Entries taken from a collection:
- - - -

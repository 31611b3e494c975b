//! Work stealing task scheduler.
//!
//! N worker threads, each with a local deque; sources inject into a global
//! queue, stages push follow-up tasks onto their worker's own deque, and
//! idle workers steal from peers in rotating order. Control messages ride
//! per-worker channels drained before data on every loop iteration.

use core::sync::atomic::{AtomicBool, Ordering};
use core::time::Duration;
use std::sync::Arc;
use std::thread::{self, JoinHandle};
use std::time::{SystemTime, UNIX_EPOCH};

use crossbeam::channel::{Receiver, Sender, unbounded};
use crossbeam::deque::{Injector, Steal, Stealer, Worker};
use parking_lot::{Condvar, Mutex};
use rill_buffer::{BufferManager, TupleBuffer};
use rill_network::DataEmitter;
use tracing::{debug, error, info, trace, warn};

use crate::error::StageError;
use crate::plan::{ExecutableQueryPlan, SourceSlot};
use crate::source::SourceControl;
use crate::stage::{ExecutionResult, PipelineContext};
use crate::task::{DataTask, Reconfiguration, WorkerCommand};
use crate::worker::WorkerContext;

const PARK_TIMEOUT: Duration = Duration::from_millis(20);

fn now_millis() -> u64 {
    SystemTime::now()
        .duration_since(UNIX_EPOCH)
        .unwrap_or_default()
        .as_millis() as u64
}

/// Owns the worker pool. One per node engine.
pub struct QueryManager {
    inner: Arc<QmInner>,
    handles: Mutex<Vec<JoinHandle<()>>>,
}

pub(crate) struct QmInner {
    injector: Injector<DataTask>,
    stealers: Box<[Stealer<DataTask>]>,
    controls: Box<[Sender<WorkerCommand>]>,
    idle_lock: Mutex<()>,
    idle_cv: Condvar,
    running: AtomicBool,
    buffers: BufferManager,
    worker_count: usize,
    buffers_per_worker: usize,
}

impl QueryManager {
    /// Spawn `worker_count` workers, each with a local pool of
    /// `buffers_per_worker` buffers drawn from the global manager.
    pub(crate) fn start(
        buffers: BufferManager,
        worker_count: usize,
        buffers_per_worker: usize,
    ) -> Self {
        assert!(worker_count > 0, "need at least one worker thread");
        let locals: Vec<Worker<DataTask>> = (0..worker_count).map(|_| Worker::new_fifo()).collect();
        let stealers: Box<[_]> = locals.iter().map(Worker::stealer).collect();
        let (senders, receivers): (Vec<_>, Vec<_>) =
            (0..worker_count).map(|_| unbounded::<WorkerCommand>()).unzip();

        let inner = Arc::new(QmInner {
            injector: Injector::new(),
            stealers,
            controls: senders.into_boxed_slice(),
            idle_lock: Mutex::new(()),
            idle_cv: Condvar::new(),
            running: AtomicBool::new(true),
            buffers,
            worker_count,
            buffers_per_worker,
        });

        let handles = locals
            .into_iter()
            .zip(receivers)
            .enumerate()
            .map(|(id, (local, control))| {
                let inner = inner.clone();
                thread::Builder::new()
                    .name(format!("rill-worker-{id}"))
                    .spawn(move || worker_loop(inner, id, local, control))
                    .expect("spawn worker thread")
            })
            .collect();
        info!(worker_count, "query manager started");
        QueryManager {
            inner,
            handles: Mutex::new(handles),
        }
    }

    pub fn worker_count(&self) -> usize {
        self.inner.worker_count
    }

    pub(crate) fn inner(&self) -> &Arc<QmInner> {
        &self.inner
    }

    /// Spawn the runner thread of one plan source slot.
    pub(crate) fn spawn_source(&self, plan: Arc<ExecutableQueryPlan>, slot: usize) {
        let inner = self.inner.clone();
        let name = format!("rill-source-{}-{slot}", plan.query_id());
        thread::Builder::new()
            .name(name)
            .spawn(move || source_runner(inner, plan, slot))
            .expect("spawn source thread");
    }

    /// Stop and join every worker. Idempotent.
    pub(crate) fn shutdown(&self) {
        if self.inner.running.swap(false, Ordering::AcqRel) {
            self.inner.broadcast_command(WorkerCommand::Stop);
            self.inner.notify_all();
        }
        for handle in self.handles.lock().drain(..) {
            if handle.join().is_err() {
                error!("worker thread panicked during shutdown");
            }
        }
    }
}

impl Drop for QueryManager {
    fn drop(&mut self) {
        self.shutdown();
    }
}

impl QmInner {
    /// Entry point for sources and network emitters.
    pub(crate) fn submit_data(
        &self,
        plan: &Arc<ExecutableQueryPlan>,
        pipeline: usize,
        buffer: TupleBuffer,
    ) {
        plan.inflight_inc();
        if let Some(stats) = plan.statistics() {
            stats.sample_emit(
                stats.source_slot(),
                self.injector.len() as u64,
                self.buffers.available_buffers() as u64,
                plan.fixed_pool_available(),
            );
        }
        self.injector.push(DataTask {
            plan: plan.clone(),
            pipeline,
            buffer,
        });
        self.notify_one();
    }

    /// A source slot stopped producing. The last one arms the drain check.
    pub(crate) fn source_finished(&self, plan: &Arc<ExecutableQueryPlan>, slot: usize) {
        if plan.sources()[slot].mark_finished() {
            plan.source_done();
            debug!(query = %plan.query_id(), slot, "source finished");
            self.maybe_request_drain(plan);
        }
    }

    /// When a plan has quiesced, queue the end-of-stream reconfiguration
    /// exactly once.
    pub(crate) fn maybe_request_drain(&self, plan: &Arc<ExecutableQueryPlan>) {
        if plan.ready_to_drain() && plan.request_drain() {
            debug!(query = %plan.query_id(), "plan quiesced, requesting drain");
            self.broadcast_reconfiguration(plan, Reconfiguration::HardEndOfStream);
        }
    }

    pub(crate) fn broadcast_reconfiguration(
        &self,
        plan: &Arc<ExecutableQueryPlan>,
        kind: Reconfiguration,
    ) {
        self.broadcast_command(WorkerCommand::Reconfigure {
            plan: plan.clone(),
            kind,
        });
        self.notify_all();
    }

    fn broadcast_command(&self, command: WorkerCommand) {
        for control in self.controls.iter() {
            let _ = control.send(command.clone());
        }
    }

    fn notify_one(&self) {
        drop(self.idle_lock.lock());
        self.idle_cv.notify_one();
    }

    fn notify_all(&self) {
        drop(self.idle_lock.lock());
        self.idle_cv.notify_all();
    }
}

/// What a pipeline invocation consumes.
enum Input {
    Buffer(TupleBuffer),
    Flush,
}

/// Collects stage emissions; the scheduler routes them after the stage
/// returns.
#[derive(Default)]
struct EmitCollector {
    emitted: Vec<TupleBuffer>,
}

impl PipelineContext for EmitCollector {
    fn emit_buffer(&mut self, buffer: TupleBuffer) {
        self.emitted.push(buffer);
    }
}

fn worker_loop(inner: Arc<QmInner>, id: usize, local: Worker<DataTask>, control: Receiver<WorkerCommand>) {
    let provider = Arc::new(
        inner
            .buffers
            .create_local_buffer_pool(inner.buffers_per_worker, true),
    );
    let mut ctx = WorkerContext::new(id, provider);
    debug!(worker = id, "worker online");

    loop {
        while let Ok(command) = control.try_recv() {
            match command {
                WorkerCommand::Stop => {
                    debug!(worker = id, "worker stopping");
                    return;
                }
                WorkerCommand::Reconfigure { plan, kind } => {
                    handle_reconfiguration(&inner, &plan, kind, &mut ctx, id);
                }
            }
        }
        if !inner.running.load(Ordering::Acquire) {
            return;
        }

        match find_task(&local, &inner, id) {
            Some(task) => run_data_task(&inner, task, &mut ctx, &local, id),
            None => park(&inner, &control, id),
        }
    }
}

fn park(inner: &QmInner, control: &Receiver<WorkerCommand>, _id: usize) {
    let mut guard = inner.idle_lock.lock();
    if !inner.injector.is_empty() || !control.is_empty() || !inner.running.load(Ordering::Acquire) {
        return;
    }
    // Timed wait: stealable work on peer deques sends no signal.
    inner.idle_cv.wait_for(&mut guard, PARK_TIMEOUT);
}

fn find_task(local: &Worker<DataTask>, inner: &QmInner, id: usize) -> Option<DataTask> {
    if let Some(task) = local.pop() {
        return Some(task);
    }
    loop {
        match inner.injector.steal_batch_and_pop(local) {
            Steal::Success(task) => return Some(task),
            Steal::Retry => continue,
            Steal::Empty => break,
        }
    }
    let n = inner.stealers.len();
    for k in 1..n {
        let peer = (id + k) % n;
        loop {
            match inner.stealers[peer].steal() {
                Steal::Success(task) => return Some(task),
                Steal::Retry => continue,
                Steal::Empty => break,
            }
        }
    }
    None
}

fn run_data_task(
    inner: &QmInner,
    task: DataTask,
    ctx: &mut WorkerContext,
    local: &Worker<DataTask>,
    id: usize,
) {
    let DataTask {
        plan,
        pipeline,
        buffer,
    } = task;
    if plan.is_cancelled() || !plan.is_running() {
        trace!(query = %plan.query_id(), "dropping task of inactive plan");
        drop(buffer);
    } else {
        let tuples = buffer.number_of_tuples();
        let watermark = buffer.watermark_ms();
        run_pipeline(inner, &plan, pipeline, Input::Buffer(buffer), ctx, Some(local), id);
        if let Some(stats) = plan.statistics() {
            stats.record_task(id, 1, tuples, now_millis().saturating_sub(watermark));
        }
    }
    plan.inflight_dec();
    inner.maybe_request_drain(&plan);
}

fn handle_reconfiguration(
    inner: &QmInner,
    plan: &Arc<ExecutableQueryPlan>,
    kind: Reconfiguration,
    ctx: &mut WorkerContext,
    id: usize,
) {
    trace!(worker = id, query = %plan.query_id(), ?kind, "reconfiguration");
    match kind {
        Reconfiguration::Initialize | Reconfiguration::SoftEndOfStream => {}
        Reconfiguration::HardEndOfStream => {
            if plan.claim_drain() {
                if !plan.is_cancelled() {
                    flush_cascade(inner, plan, ctx, id);
                }
                inner.broadcast_reconfiguration(plan, Reconfiguration::Destroy);
                plan.mark_finished();
            }
        }
        Reconfiguration::Destroy => {
            ctx.close_channels_for(plan.sink_partitions());
        }
    }
}

/// Flush every pipeline in DAG order. Residual buffers run through their
/// successors inline, so a downstream pipeline sees all data before its
/// own flush.
fn flush_cascade(inner: &QmInner, plan: &Arc<ExecutableQueryPlan>, ctx: &mut WorkerContext, id: usize) {
    debug!(query = %plan.query_id(), "flushing pipelines");
    for &idx in plan.flush_order() {
        run_pipeline(inner, plan, idx, Input::Flush, ctx, None, id);
    }
}

fn run_pipeline(
    inner: &QmInner,
    plan: &Arc<ExecutableQueryPlan>,
    index: usize,
    input: Input,
    ctx: &mut WorkerContext,
    local: Option<&Worker<DataTask>>,
    id: usize,
) {
    let pipeline = plan.pipeline(index);
    let stage = pipeline.stage();
    let mut collector = EmitCollector::default();

    let result = match input {
        Input::Buffer(buffer) => {
            if buffer.number_of_tuples() == 0 && !stage.accepts_empty_buffers() {
                return;
            }
            stage.execute(buffer, &mut collector, ctx)
        }
        Input::Flush => stage.flush(&mut collector, ctx),
    };
    match result {
        ExecutionResult::Ok | ExecutionResult::Finished => {}
        ExecutionResult::Error(error) => {
            warn!(query = %plan.query_id(), pipeline = index, stage = stage.name(), %error, "stage failed");
            plan.fail(error);
            return;
        }
    }

    let successors = pipeline.successors();
    for buffer in collector.emitted {
        if let Some(stats) = plan.statistics() {
            stats.sample_emit(
                id,
                inner.injector.len() as u64,
                inner.buffers.available_buffers() as u64,
                plan.fixed_pool_available(),
            );
        }
        let Some((&last, rest)) = successors.split_last() else {
            // A terminal stage emitted; nothing is downstream to take it.
            drop(buffer);
            continue;
        };
        for &succ in rest {
            dispatch(inner, plan, succ, buffer.clone(), ctx, local, id);
        }
        dispatch(inner, plan, last, buffer, ctx, local, id);
    }
}

fn dispatch(
    inner: &QmInner,
    plan: &Arc<ExecutableQueryPlan>,
    pipeline: usize,
    buffer: TupleBuffer,
    ctx: &mut WorkerContext,
    local: Option<&Worker<DataTask>>,
    id: usize,
) {
    match local {
        Some(local) => {
            if plan.is_cancelled() {
                drop(buffer);
                return;
            }
            plan.inflight_inc();
            local.push(DataTask {
                plan: plan.clone(),
                pipeline,
                buffer,
            });
            inner.notify_one();
        }
        // Inline execution: used by the flush cascade, where scheduling
        // would race the per-pipeline flush order.
        None => run_pipeline(inner, plan, pipeline, Input::Buffer(buffer), ctx, None, id),
    }
}

fn source_runner(inner: Arc<QmInner>, plan: Arc<ExecutableQueryPlan>, slot: usize) {
    let SourceSlot::Thread { source, target, .. } = &plan.sources()[slot] else {
        error!(query = %plan.query_id(), slot, "runner spawned for a push source");
        return;
    };
    let target = *target;
    let Some(mut source) = source.lock().take() else {
        warn!(query = %plan.query_id(), slot, "source already taken");
        return;
    };
    let control = SourceControl::new(plan.clone());

    if let Err(err) = source.open() {
        plan.fail(StageError::new(2, err.to_string()));
        inner.source_finished(&plan, slot);
        return;
    }
    debug!(query = %plan.query_id(), slot, "source running");
    loop {
        if control.should_stop() {
            break;
        }
        match source.receive(&control) {
            Ok(Some(buffer)) => inner.submit_data(&plan, target, buffer),
            Ok(None) => break,
            Err(err) => {
                plan.fail(StageError::new(2, err.to_string()));
                break;
            }
        }
    }
    if let Err(err) = source.close() {
        warn!(query = %plan.query_id(), slot, %err, "source close failed");
    }
    inner.source_finished(&plan, slot);
}

/// Consumer side of a network source: registered with the partition
/// manager, re-emits received buffers as tasks of the target pipeline.
pub(crate) struct NetworkSourceEmitter {
    inner: Arc<QmInner>,
    plan: Arc<ExecutableQueryPlan>,
    slot: usize,
    target: usize,
}

impl NetworkSourceEmitter {
    pub(crate) fn new(
        inner: Arc<QmInner>,
        plan: Arc<ExecutableQueryPlan>,
        slot: usize,
        target: usize,
    ) -> Self {
        NetworkSourceEmitter {
            inner,
            plan,
            slot,
            target,
        }
    }
}

impl DataEmitter for NetworkSourceEmitter {
    fn emit_buffer(&self, buffer: TupleBuffer) {
        if self.plan.is_running() && !self.plan.is_cancelled() {
            self.inner.submit_data(&self.plan, self.target, buffer);
        } else {
            trace!(query = %self.plan.query_id(), "dropping network buffer for inactive plan");
        }
    }

    fn on_end_of_stream(&self) {
        self.inner.source_finished(&self.plan, self.slot);
    }
}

- - - -

Whenever the string "ExecutionResult" turns up in a line above, copy that line out.

use crate::stage::{ExecutionResult, PipelineContext};
        ExecutionResult::Ok | ExecutionResult::Finished => {}
        ExecutionResult::Error(error) => {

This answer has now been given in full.